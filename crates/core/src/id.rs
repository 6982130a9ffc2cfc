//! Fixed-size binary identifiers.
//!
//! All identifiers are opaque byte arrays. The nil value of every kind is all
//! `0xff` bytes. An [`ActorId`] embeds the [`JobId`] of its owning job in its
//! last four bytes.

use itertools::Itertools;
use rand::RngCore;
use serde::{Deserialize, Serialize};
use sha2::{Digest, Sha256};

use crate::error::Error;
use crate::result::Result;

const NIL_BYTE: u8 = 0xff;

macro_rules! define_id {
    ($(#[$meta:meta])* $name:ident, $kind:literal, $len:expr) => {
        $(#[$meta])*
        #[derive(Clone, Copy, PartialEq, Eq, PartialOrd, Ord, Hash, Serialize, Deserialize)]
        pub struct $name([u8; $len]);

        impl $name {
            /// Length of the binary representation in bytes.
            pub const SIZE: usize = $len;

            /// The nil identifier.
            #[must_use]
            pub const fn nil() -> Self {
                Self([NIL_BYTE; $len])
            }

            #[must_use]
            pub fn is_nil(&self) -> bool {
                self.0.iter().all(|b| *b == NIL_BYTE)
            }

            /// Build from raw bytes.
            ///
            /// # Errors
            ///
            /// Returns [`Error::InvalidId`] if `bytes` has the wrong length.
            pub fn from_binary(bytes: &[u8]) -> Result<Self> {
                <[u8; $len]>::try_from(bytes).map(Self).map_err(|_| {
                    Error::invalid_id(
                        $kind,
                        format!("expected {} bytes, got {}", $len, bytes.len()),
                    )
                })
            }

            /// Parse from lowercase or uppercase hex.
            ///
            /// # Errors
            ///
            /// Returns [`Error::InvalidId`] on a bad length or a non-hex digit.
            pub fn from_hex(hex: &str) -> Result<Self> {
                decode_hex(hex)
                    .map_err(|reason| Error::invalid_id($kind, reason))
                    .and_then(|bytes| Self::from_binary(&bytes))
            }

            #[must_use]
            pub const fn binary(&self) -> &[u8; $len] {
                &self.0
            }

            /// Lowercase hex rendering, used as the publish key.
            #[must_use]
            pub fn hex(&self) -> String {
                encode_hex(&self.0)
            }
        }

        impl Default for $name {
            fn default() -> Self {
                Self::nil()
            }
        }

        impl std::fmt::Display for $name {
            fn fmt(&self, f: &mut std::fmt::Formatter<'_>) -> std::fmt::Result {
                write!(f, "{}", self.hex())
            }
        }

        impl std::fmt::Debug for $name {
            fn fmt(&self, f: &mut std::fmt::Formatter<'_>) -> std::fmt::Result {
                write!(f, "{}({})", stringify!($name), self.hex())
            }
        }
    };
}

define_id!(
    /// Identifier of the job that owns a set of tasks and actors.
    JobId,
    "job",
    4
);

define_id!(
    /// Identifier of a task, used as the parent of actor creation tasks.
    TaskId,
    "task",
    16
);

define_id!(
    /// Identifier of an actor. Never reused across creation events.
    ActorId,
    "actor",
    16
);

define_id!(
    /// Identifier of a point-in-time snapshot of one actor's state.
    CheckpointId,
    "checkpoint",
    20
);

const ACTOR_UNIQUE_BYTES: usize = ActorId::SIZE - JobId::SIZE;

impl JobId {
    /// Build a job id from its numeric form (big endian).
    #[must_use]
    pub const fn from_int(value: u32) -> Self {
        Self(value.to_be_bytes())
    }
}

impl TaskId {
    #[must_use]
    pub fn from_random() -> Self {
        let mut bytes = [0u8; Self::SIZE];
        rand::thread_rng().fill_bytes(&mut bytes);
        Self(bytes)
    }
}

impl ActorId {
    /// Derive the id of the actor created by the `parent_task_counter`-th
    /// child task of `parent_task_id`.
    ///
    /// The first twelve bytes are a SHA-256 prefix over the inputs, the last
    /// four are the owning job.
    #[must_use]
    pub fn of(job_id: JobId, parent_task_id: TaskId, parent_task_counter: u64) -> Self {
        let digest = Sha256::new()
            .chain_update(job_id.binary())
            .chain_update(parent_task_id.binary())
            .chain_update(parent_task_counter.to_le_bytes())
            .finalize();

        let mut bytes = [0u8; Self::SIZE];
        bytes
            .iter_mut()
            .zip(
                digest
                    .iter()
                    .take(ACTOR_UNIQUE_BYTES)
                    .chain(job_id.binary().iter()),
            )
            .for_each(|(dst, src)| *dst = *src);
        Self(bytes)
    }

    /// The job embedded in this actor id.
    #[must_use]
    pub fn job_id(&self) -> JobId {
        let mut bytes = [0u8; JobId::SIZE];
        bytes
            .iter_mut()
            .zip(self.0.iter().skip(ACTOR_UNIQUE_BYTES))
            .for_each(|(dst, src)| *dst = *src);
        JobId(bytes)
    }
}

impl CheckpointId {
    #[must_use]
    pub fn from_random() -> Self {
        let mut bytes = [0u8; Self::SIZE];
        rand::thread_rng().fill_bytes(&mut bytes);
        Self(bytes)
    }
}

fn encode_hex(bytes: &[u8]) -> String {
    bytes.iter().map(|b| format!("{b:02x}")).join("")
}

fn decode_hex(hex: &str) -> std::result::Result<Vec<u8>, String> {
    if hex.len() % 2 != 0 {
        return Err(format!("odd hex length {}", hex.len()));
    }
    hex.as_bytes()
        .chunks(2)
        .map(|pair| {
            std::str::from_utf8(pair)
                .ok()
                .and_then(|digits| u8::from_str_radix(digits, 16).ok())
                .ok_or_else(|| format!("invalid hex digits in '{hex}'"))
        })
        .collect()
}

######

● Exercise instructions
Exactly the lines between the one containing "std::str::from_utf8(pair)" and the end of the material, both ends included, must be retyped, with nothing added.

● Exercise response
            std::str::from_utf8(pair)
                .ok()
                .and_then(|digits| u8::from_str_radix(digits, 16).ok())
                .ok_or_else(|| format!("invalid hex digits in '{hex}'"))
        })
        .collect()
}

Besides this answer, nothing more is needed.